1.On 24.08.2000, the Commission received the notification of a proposed operation by which the Dutch publishing company, VNU Stratosfera B.V. and Hearst Enterprises B.V. will acquire, though an acquisition vehicle company, joint control over the Czech company Stratosfera sr.o.
2.After examination of the notification, the Commission has concluded that the notified operation falls within the scope of Council Regulation (EEC) No. 4064/89 and does not raise serious doubts as to its compatibility with the common market and with the EEA Agreement.
3.VNU Stratosfera B.V. ("VNUS") is a subsidiary of VNU N.V., an international publishing and information company that provides consumer and professional information, based in the Netherlands. The primary business areas of VNU N.V. are consumer magazines, telephone directories and information services, professional information and educational publishing.
4.Hearst Enterprises B.V. ("HEBV") is part of The Hearst Corporation, a large diversified US-based communications company, whose major interests include newspaper, magazine and business publishing; television and radio stations, cable network programming, newspaper features syndication, television production and distribution together with internet activities.

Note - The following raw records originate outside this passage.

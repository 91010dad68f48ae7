//! Wake word gate
//!
//! Pulls fixed-size chunks from an audio source, hands them to an utterance
//! decoder and fires when a finished utterance contains the wake phrase.
//! There is no timeout; the gate only returns on a match or when the stream
//! ends.

use std::sync::Arc;
use std::time::Duration;

use tracing::{debug, info, warn};

use super::audio::{AudioInput, AudioSource, chunks_for};
use super::endpoint::{EndpointConfig, EndpointEvent, Endpointer};
use super::transcription::Transcriber;
use super::types::CaptureError;
use crate::config::VoiceSettings;

#[derive(Debug, Clone, Copy, PartialEq, Eq)]
pub enum GateState {
    Idle,
    Armed,
    Fired,
}

#[derive(Debug, Clone, PartialEq, Eq)]
pub enum GateOutcome {
    /// A finished utterance contained the wake phrase
    Fired { utterance: String },
    /// The audio stream ended
    Closed,
}

/// Non-fatal decoder trouble; the gate logs it and keeps listening
#[derive(Debug, thiserror::Error)]
pub enum DecoderWarning {
    #[error("Segment could not be transcribed: {0}")]
    Transcription(CaptureError),
}

/// Incremental speech decoder: chunks in, finished utterances out
pub trait UtteranceDecoder: Send {
    fn accept_chunk(&mut self, chunk: &[i16]) -> Result<Option<String>, DecoderWarning>;

    /// Drop any partial utterance
    fn reset(&mut self);
}

/// Energy endpointer followed by speech-to-text on each segment
pub struct SegmentDecoder {
    endpointer: Endpointer,
    transcriber: Arc<dyn Transcriber>,
    sample_rate: u32,
}

impl SegmentDecoder {
    pub fn new(
        endpoint: EndpointConfig,
        transcriber: Arc<dyn Transcriber>,
        sample_rate: u32,
    ) -> Self {
        Self {
            endpointer: Endpointer::new(endpoint),
            transcriber,
            sample_rate,
        }
    }

    pub fn from_settings(settings: &VoiceSettings, transcriber: Arc<dyn Transcriber>) -> Self {
        let chunk = settings.wake_chunk_samples;
        let rate = settings.sample_rate;
        Self::new(
            EndpointConfig {
                threshold: settings.energy_threshold,
                silence_chunks: chunks_for(settings.silence_duration, chunk, rate),
                max_chunks: chunks_for(settings.max_utterance, chunk, rate),
            },
            transcriber,
            rate,
        )
    }
}

impl UtteranceDecoder for SegmentDecoder {
    fn accept_chunk(&mut self, chunk: &[i16]) -> Result<Option<String>, DecoderWarning> {
        let EndpointEvent::Finished(samples) = self.endpointer.push(chunk) else {
            return Ok(None);
        };
        match self.transcriber.transcribe(&samples, self.sample_rate) {
            Ok(text) => Ok(Some(text)),
            // Noise that decodes to nothing is normal while idle
            Err(CaptureError::Unintelligible) => Ok(None),
            Err(e) => Err(DecoderWarning::Transcription(e)),
        }
    }

    fn reset(&mut self) {
        self.endpointer.reset();
    }
}

/// Lowercase, punctuation to spaces, single-spaced
pub fn normalize_phrase(text: &str) -> String {
    text.chars()
        .map(|c| {
            if c.is_alphanumeric() || c == '\'' {
                c
            } else {
                ' '
            }
        })
        .collect::<String>()
        .to_lowercase()
        .split_whitespace()
        .collect::<Vec<_>>()
        .join(" ")
}

/// Case-insensitive containment, ignoring punctuation ("Hey, Mesmerizer!")
pub fn contains_wake_phrase(utterance: &str, phrase: &str) -> bool {
    let phrase = normalize_phrase(phrase);
    if phrase.is_empty() {
        return false;
    }
    normalize_phrase(utterance).contains(&phrase)
}

pub struct WakeWordGate<D> {
    phrase: String,
    decoder: D,
    state: GateState,
}

impl<D: UtteranceDecoder> WakeWordGate<D> {
    pub fn new(phrase: impl Into<String>, decoder: D) -> Self {
        Self {
            phrase: phrase.into(),
            decoder,
            state: GateState::Idle,
        }
    }

    pub fn state(&self) -> GateState {
        self.state
    }

    pub fn phrase(&self) -> &str {
        &self.phrase
    }

    /// Block until the wake phrase is heard or the stream ends
    pub fn run(&mut self, source: &mut dyn AudioSource) -> GateOutcome {
        self.state = GateState::Armed;
        self.decoder.reset();

        loop {
            let chunk = match source.next_chunk() {
                Ok(Some(chunk)) => chunk,
                Ok(None) => {
                    self.state = GateState::Idle;
                    return GateOutcome::Closed;
                }
                Err(e) => {
                    warn!("Wake word stream failed: {}", e);
                    self.state = GateState::Idle;
                    return GateOutcome::Closed;
                }
            };

            match self.decoder.accept_chunk(&chunk) {
                Ok(Some(utterance)) => {
                    if contains_wake_phrase(&utterance, &self.phrase) {
                        info!("Wake word detected in: {:?}", utterance);
                        self.state = GateState::Fired;
                        self.decoder.reset();
                        return GateOutcome::Fired { utterance };
                    }
                    debug!("Ignoring utterance: {:?}", utterance);
                }
                Ok(None) => {}
                Err(warning) => warn!("{}", warning),
            }
        }
    }
}

/// Something the dispatcher can block on until the user says the wake phrase
pub trait WakeSource: Send {
    fn wait_for_wake(&mut self) -> GateOutcome;
}

/// Always-on microphone listener. The stream is opened per wait and closed
/// once the gate fires, so command capture gets the device to itself.
pub struct MicWakeSource {
    input: Arc<dyn AudioInput>,
    gate: WakeWordGate<SegmentDecoder>,
    chunk_samples: usize,
    retry_delay: Duration,
}

impl MicWakeSource {
    pub fn new(
        input: Arc<dyn AudioInput>,
        transcriber: Arc<dyn Transcriber>,
        phrase: impl Into<String>,
        settings: &VoiceSettings,
    ) -> Self {
        Self {
            input,
            gate: WakeWordGate::new(phrase, SegmentDecoder::from_settings(settings, transcriber)),
            chunk_samples: settings.wake_chunk_samples,
            retry_delay: Duration::from_secs(2),
        }
    }

    pub fn with_retry_delay(mut self, delay: Duration) -> Self {
        self.retry_delay = delay;
        self
    }
}

impl WakeSource for MicWakeSource {
    fn wait_for_wake(&mut self) -> GateOutcome {
        loop {
            match self.input.open(self.chunk_samples) {
                Ok(mut source) => {
                    debug!("Listening for wake phrase '{}'", self.gate.phrase());
                    if let outcome @ GateOutcome::Fired { .. } = self.gate.run(source.as_mut()) {
                        return outcome;
                    }
                    warn!("Microphone stream ended; reopening");
                }
                Err(e) => warn!("Cannot open microphone: {}", e),
            }
            std::thread::sleep(self.retry_delay);
        }
    }
}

5.Stratosfera sr.o. (" Stratosfera") is a publishing company incorporated under the laws of the Czech Republic. Stratosfera publishes several consumer magazines, including magazines under licenses of The Hearst Corporation.
Rue de la Loi 200, B-1049 Bruxelles/Wetstraat 200, B-1049 Brussel - Belgium Telephone: exchange 299.11.11 Telex: COMEU B 21877. Telegraphic address: COMEUR Brussels.
6.Prior to the notified transaction, VNUS had joint control over Stratosfera together with a Czech national Mr. Antonin Herbeck (hereinafter Herbeck), each of them holding 50% of the company. Upon completion of the transaction the 50% interest in Stratosfera currently held by VNUS will be held jointly by the Parties. As a result, VNUS and HEBV will acquire joint control of VNU Prague, the acquisition vehicle, and thus indirect joint control (with Czech national Mr. Antonin Herbeck) of Stratosfera. The Shareholders Agreement provides for the Parties’ unanimous decisions on fundamental issues concerning both VNU Prague and Stratosfera. Stratosfera would thus be jointly controlled by the Parties and Herbeck. The operation therefore constitutes a concentration within the meaning of article 3(1)(b) of the Merger Regulation.
7.The combined aggregate worldwide turnover of the undertakings concerned is more than €5,000 million [The Hearst Corporation: € […] million; and VNU N.V.: € 2.800 million]. The aggregate Community-wide turnover of the undertakings is more than € 250 million [The Hearst Corporation € […] million; VNU N.V. € […] million] and the undertakings do not attain more than two-thirds of their aggregate Community-wide turnover in one and the same Member State. Hence the concentration has a Community-wide dimension.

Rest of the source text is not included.